Castelion’s Blackbeard missile travels in excess of Mach 5 and reportedly costs under $300,000 per completed round, a fraction of typical hypersonic pricing.
The price became real on June 16, 2026, when the US Navy ordered the first 50 production rounds for $23.4 million.
The Navy’s first real purchase
The order also covers 50 shipping and storage containers that run primarily through Castelion’s sprawling manufacturing campus in New Mexico.
It’s the third Navy payment in five months, following $50 million in February to push Blackbeard from prototype to operational use.
In April 2026, the Navy committed an additional $105 million specifically to integrate Blackbeard onto the F/A-18 and perform the airworthiness tests required before a missile can operate safely from a carrier deck.
According to Bryon Hargis, CEO and co-founder of Castelion, the funding reflects the Navy’s commitment to “promote affordable, manufacturable long-range strike capability.”
Founded by former SpaceX engineers, Castelion has already completed more than two dozen flight tests within three years.

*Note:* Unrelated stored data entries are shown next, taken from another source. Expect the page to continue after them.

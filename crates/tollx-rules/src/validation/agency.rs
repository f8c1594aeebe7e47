use tollx_types::Agency;

use super::checks::{identifier, require, require_some, upper_letters};
use super::Validate;
use crate::error::RuleResult;

impl Validate for Agency {
    fn required(&self) -> RuleResult<()> {
        require("agencyID", &self.agency_id)?;
        require("name", &self.name)?;
        require("consortiumID", &self.consortium_id)?;
        require_some("role", &self.role)?;
        require_some("status", &self.status)
    }

    fn ranges(&self) -> RuleResult<()> {
        identifier("agencyID", &self.agency_id)?;
        identifier("consortiumID", &self.consortium_id)?;
        if !self.state.is_empty() {
            upper_letters("state", &self.state, 2)?;
        }
        Ok(())
    }
}
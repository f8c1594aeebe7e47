use tollx_types::{Charge, RecordType};

use super::checks::{code, distinct_parties, identifier, in_range, money, require, require_some};
use super::Validate;
use crate::error::{RuleError, RuleResult};

impl Validate for Charge {
    fn required(&self) -> RuleResult<()> {
        require("chargeID", &self.charge_id)?;
        require("recordType", &self.record_type)?;
        require("awayAgencyID", &self.away_agency_id)?;
        require("homeAgencyID", &self.home_agency_id)?;
        require("facilityID", &self.facility_id)?;
        require("exitPlaza", &self.exit_plaza)?;
        require_some("exitDateTime", &self.exit_date_time)?;
        require_some("amount", &self.amount)?;
        require_some("status", &self.status)
    }

    fn enumerations(&self) -> RuleResult<()> {
        let record_type: RecordType = code("recordType", &self.record_type)?;
        if record_type.adjustment {
            return Err(RuleError::validation(
                "recordType",
                format!("adjustment code {record_type} is only valid on a correction"),
            ));
        }
        Ok(())
    }

    fn ranges(&self) -> RuleResult<()> {
        identifier("chargeID", &self.charge_id)?;
        identifier("awayAgencyID", &self.away_agency_id)?;
        identifier("homeAgencyID", &self.home_agency_id)?;
        in_range("vehicleClass", self.vehicle_class, 1..=99)?;
        if let Some(amount) = self.amount {
            money("amount", amount)?;
        }
        money("fee", self.fee)
    }

    fn cross_field(&self) -> RuleResult<()> {
        distinct_parties(
            "awayAgencyID",
            &self.away_agency_id,
            "homeAgencyID",
            &self.home_agency_id,
        )?;
        if self.amount.is_some_and(|amount| self.fee > amount) {
            return Err(RuleError::validation("fee", "fee must not exceed amount"));
        }
        if let (Some(entry), Some(exit)) = (self.entry_date_time, self.exit_date_time) {
            if entry > exit {
                return Err(RuleError::validation(
                    "entryDateTime",
                    "entryDateTime must not be after exitDateTime",
                ));
            }
        }
        Ok(())
    }

    fn conditional(&self) -> RuleResult<()> {
        let Ok(record_type) = self.record_type.parse::<RecordType>() else {
            return Ok(());
        };
        let kind = record_type.kind;
        if kind.is_tag_based() {
            require("tagSerialNumber", &self.tag_serial_number)?;
            require("tagAgencyID", &self.tag_agency_id)?;
        }
        if kind.is_video() {
            let plate = self.plate_info.as_ref().ok_or_else(|| {
                RuleError::validation("plateInfo", format!("is required for {kind} records"))
            })?;
            require("plateInfo.number", &plate.number)?;
        }
        if kind.requires_entry() {
            require("entryPlaza", &self.entry_plaza)?;
            require_some("entryDateTime", &self.entry_date_time)?;
        }
        Ok(())
    }
}
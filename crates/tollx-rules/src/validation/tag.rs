use std::collections::HashSet;

use tollx_types::Tag;

use super::checks::{identifier, in_range, require, require_some, upper_letters};
use super::Validate;
use crate::error::{RuleError, RuleResult};

/// Longest tag serial number carried on the wire.
pub const MAX_TAG_SERIAL_LEN: usize = 20;

impl Validate for Tag {
    fn required(&self) -> RuleResult<()> {
        require("tagSerialNumber", &self.tag_serial_number)?;
        require("tagAgencyID", &self.tag_agency_id)?;
        require("homeAgencyID", &self.home_agency_id)?;
        require_some("tagStatus", &self.tag_status)?;
        if let Some(plate) = &self.plate_info {
            require("plateInfo.country", &plate.country)?;
            require("plateInfo.state", &plate.state)?;
            require("plateInfo.number", &plate.number)?;
        }
        for (i, plan) in self.discount_plans.iter().enumerate() {
            require(&format!("discountPlans[{i}].planID"), &plan.plan_id)?;
            require_some(&format!("discountPlans[{i}].startDate"), &plan.start_date)?;
        }
        Ok(())
    }

    fn ranges(&self) -> RuleResult<()> {
        let serial = &self.tag_serial_number;
        if serial.len() > MAX_TAG_SERIAL_LEN || !serial.bytes().all(|b| b.is_ascii_alphanumeric()) {
            return Err(RuleError::validation(
                "tagSerialNumber",
                format!("must be at most {MAX_TAG_SERIAL_LEN} letters or digits"),
            ));
        }
        identifier("tagAgencyID", &self.tag_agency_id)?;
        identifier("homeAgencyID", &self.home_agency_id)?;
        in_range("tagClass", self.tag_class, 1..=15)?;
        if let Some(plate) = &self.plate_info {
            upper_letters("plateInfo.country", &plate.country, 2)?;
            upper_letters("plateInfo.state", &plate.state, 2)?;
        }
        Ok(())
    }

    fn cross_field(&self) -> RuleResult<()> {
        let mut seen = HashSet::new();
        for (i, plan) in self.discount_plans.iter().enumerate() {
            if let (Some(start), Some(end)) = (plan.start_date, plan.end_date) {
                if end < start {
                    return Err(RuleError::validation(
                        format!("discountPlans[{i}].endDate"),
                        "endDate must not be before startDate",
                    ));
                }
            }
            if !seen.insert(plan.plan_id.as_str()) {
                return Err(RuleError::validation(
                    format!("discountPlans[{i}].planID"),
                    format!("duplicate plan '{}'", plan.plan_id),
                ));
            }
        }
        Ok(())
    }
}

One of these flight tests took place at the Army’s Dugway Proving Ground in Utah in the latter part of 2025.
Castelion has also partnered with unmanned boat manufacturer Saronic to demonstrate the launch of Blackbeard missiles from a robotic surface vessel at sea.
If the test continues to be successful, the final plan is to buy Blackbeard missiles by the thousands instead of by the dozen.

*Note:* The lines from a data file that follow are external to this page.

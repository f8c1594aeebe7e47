use chrono::NaiveDate;

use tollx_ledger::{Ledger, Scope, Selector};
use tollx_rules::{Lifecycle, Validate};
use tollx_types::{keys, Charge, Correction, Settlement, SettlementTotals};

use crate::contract::{parse_status, require_initial, Contract};
use crate::error::{ContractError, ContractResult};

fn partition(payor_agency_id: &str, payee_agency_id: &str) -> Scope {
    Scope::Partition(keys::settlement_partition(payor_agency_id, payee_agency_id))
}

impl<L: Ledger> Contract<L> {
    pub fn create_settlement(&self, settlement: Settlement) -> ContractResult<Settlement> {
        settlement.validate()?;
        require_initial(&settlement)?;
        self.insert(settlement, |settlement| {
            self.require_agency(&settlement.payor_agency_id)?;
            self.require_agency(&settlement.payee_agency_id)
        })
    }

    pub fn get_settlement(
        &self,
        payor_agency_id: &str,
        payee_agency_id: &str,
        settlement_id: &str,
    ) -> ContractResult<Settlement> {
        self.fetch(
            &partition(payor_agency_id, payee_agency_id),
            &keys::settlement_key(settlement_id),
        )
    }

    pub fn update_settlement_status(
        &self,
        payor_agency_id: &str,
        payee_agency_id: &str,
        settlement_id: &str,
        status: &str,
    ) -> ContractResult<Settlement> {
        self.transition(
            &partition(payor_agency_id, payee_agency_id),
            &keys::settlement_key(settlement_id),
            status,
        )
    }

    pub fn query_settlements_by_status(
        &self,
        payor_agency_id: &str,
        payee_agency_id: &str,
        status: &str,
    ) -> ContractResult<Vec<Settlement>> {
        let status = parse_status::<Settlement>(status)?;
        self.query(
            partition(payor_agency_id, payee_agency_id),
            Selector::new().with(Settlement::STATUS_FIELD, status.as_str()),
        )
    }

    /// Totals the payor (home agency) owes the payee (away agency) for
    /// posted and settled charges exiting in `[period_start, period_end)`.
    ///
    /// Reads only; the result can seed a `CreateSettlement` payload.
    pub fn calculate_settlement_totals(
        &self,
        payor_agency_id: &str,
        payee_agency_id: &str,
        period_start: NaiveDate,
        period_end: NaiveDate,
    ) -> ContractResult<SettlementTotals> {
        if payor_agency_id == payee_agency_id {
            return Err(ContractError::validation(
                "payorAgencyID",
                "must differ from payeeAgencyID",
            ));
        }
        if period_end <= period_start {
            return Err(ContractError::validation(
                "periodEnd",
                "periodEnd must be after periodStart",
            ));
        }
        let scope = Scope::Partition(keys::charge_partition(payee_agency_id, payor_agency_id));
        let charges: Vec<Charge> = self.query_unbounded(scope.clone(), Selector::new())?;
        let corrections: Vec<Correction> = self.query_unbounded(scope, Selector::new())?;
        let totals = SettlementTotals::aggregate(
            payor_agency_id,
            payee_agency_id,
            period_start,
            period_end,
            &charges,
            &corrections,
        )?;
        Ok(totals)
    }
}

In May 2026, the company signed a framework agreement with the Department of War covering a multi-year production of around 500 weapons annually.
Cheaper parts from unrelated industries
The affordability behind Blackbeard rests heavily on components borrowed from numerous industries far removed from traditional aerospace manufacturing methods and suppliers.
Chief Operating Officer Sean Pitt said the company uses automotive-grade field-programmable gate arrays originally built for driver assistance systems and electric vehicles.
These automotive processors cost about one-tenth as much as aviation equivalents and arrive about six times faster, Pitt said.
Castelion has also replaced aerospace grade metal tubing with precision machined tubing originally designed for fracking operations in the oil and gas sector.
These tubes withstand heat and pressure levels comparable to rocket engine requirements, yet come from many more suppliers at lower prices.
Rival startup Anduril has adopted a similar approach, using compounding technology for the pharmaceutical industry to process rocket engine fuel far faster than old methods.
Castelion, recently valued at nearly $3 billion, has secured Pentagon contracts covering more than 500 hypersonic weapons under current deals.